_WORK ORDER_. Give again, exactly as written, each line of the material below starting at the line that contains "let mut offsets = Vec::new();" and ending at the line that contains "objects.len() + 1));". Both ends count, and no other line does.

_RECORDED INFORMATION_.
◇ ◇ ◇

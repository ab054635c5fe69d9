use crate::config::Config;
use crate::roast::service::Roaster;

/// Shared application state injected into all route handlers via Axum extractors.
#[derive(Clone)]
pub struct AppState {
    pub config: Config,
    /// The roast/improve operations, bound to whichever completion backend
    /// was wired in at startup (the real Groq client, or a scripted one in
    /// tests).
    pub roaster: Roaster,
}
//! PDF text extraction via `pdf-extract`.

use super::ExtractError;

/// Pulls the text layer out of a PDF. Page iteration and page separation
/// happen inside `pdf-extract`; scanned, image-only documents come back
/// empty and are rejected here.
pub fn extract(bytes: &[u8]) -> Result<String, ExtractError> {
    let extracted = pdf_extract::extract_text_from_mem(bytes)
        .map_err(|e| ExtractError::Pdf(e.to_string()))?;

    let text = extracted.trim();
    if text.is_empty() {
        return Err(ExtractError::EmptyDocument("PDF"));
    }
    Ok(text.to_string())
}

#[cfg(test)]
mod tests {
    use super::*;

    /// Builds a minimal one-page PDF with `text` drawn in Helvetica. Object
    /// offsets in the xref table are computed, not hardcoded, so the file is
    /// structurally valid.
    fn minimal_pdf(text: &str) -> Vec<u8> {
        let stream = format!("BT /F1 24 Tf 72 720 Td ({text}) Tj ET");
        let objects = [
            "<< /Type /Catalog /Pages 2 0 R >>".to_string(),
            "<< /Type /Pages /Kids [3 0 R] /Count 1 >>".to_string(),
            "<< /Type /Page /Parent 2 0 R /MediaBox [0 0 612 792] \
             /Resources << /Font << /F1 4 0 R >> >> /Contents 5 0 R >>"
                .to_string(),
            "<< /Type /Font /Subtype /Type1 /BaseFont /Helvetica >>".to_string(),
            format!("<< /Length {} >>\nstream\n{}\nendstream", stream.len(), stream),
        ];

        let mut pdf = String::from("%PDF-1.4\n");
        let mut offsets = Vec::new();
        for (i, body) in objects.iter().enumerate() {
            offsets.push(pdf.len());
            pdf.push_str(&format!("{} 0 obj\n{}\nendobj\n", i + 1, body));
        }

        let xref_offset = pdf.len();
        pdf.push_str(&format!("xref\n0 {}\n", objects.len() + 1));
        pdf.push_str("0000000000 65535 f \n");
        for offset in &offsets {
            pdf.push_str(&format!("{offset:010} 00000 n \n"));
        }
        pdf.push_str(&format!(
            "trailer\n<< /Size {} /Root 1 0 R >>\nstartxref\n{}\n%%EOF\n",
            objects.len() + 1,
            xref_offset
        ));
        pdf.into_bytes()
    }

    #[test]
    fn test_extracts_text_layer() {
        let pdf = minimal_pdf("Hello from a resume");
        let text = extract(&pdf).unwrap();
        assert!(text.contains("Hello from a resume"), "got: {text:?}");
    }

    #[test]
    fn test_garbage_bytes_are_a_parse_error() {
        let err = extract(b"this is not a pdf at all").unwrap_err();
        assert!(matches!(err, ExtractError::Pdf(_)));
    }
}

◇ ◇ ◇

_EXERCISE OUTPUT_.
        let mut offsets = Vec::new();
        for (i, body) in objects.iter().enumerate() {
            offsets.push(pdf.len());
            pdf.push_str(&format!("{} 0 obj\n{}\nendobj\n", i + 1, body));
        }

        let xref_offset = pdf.len();
        pdf.push_str(&format!("xref\n0 {}\n", objects.len() + 1));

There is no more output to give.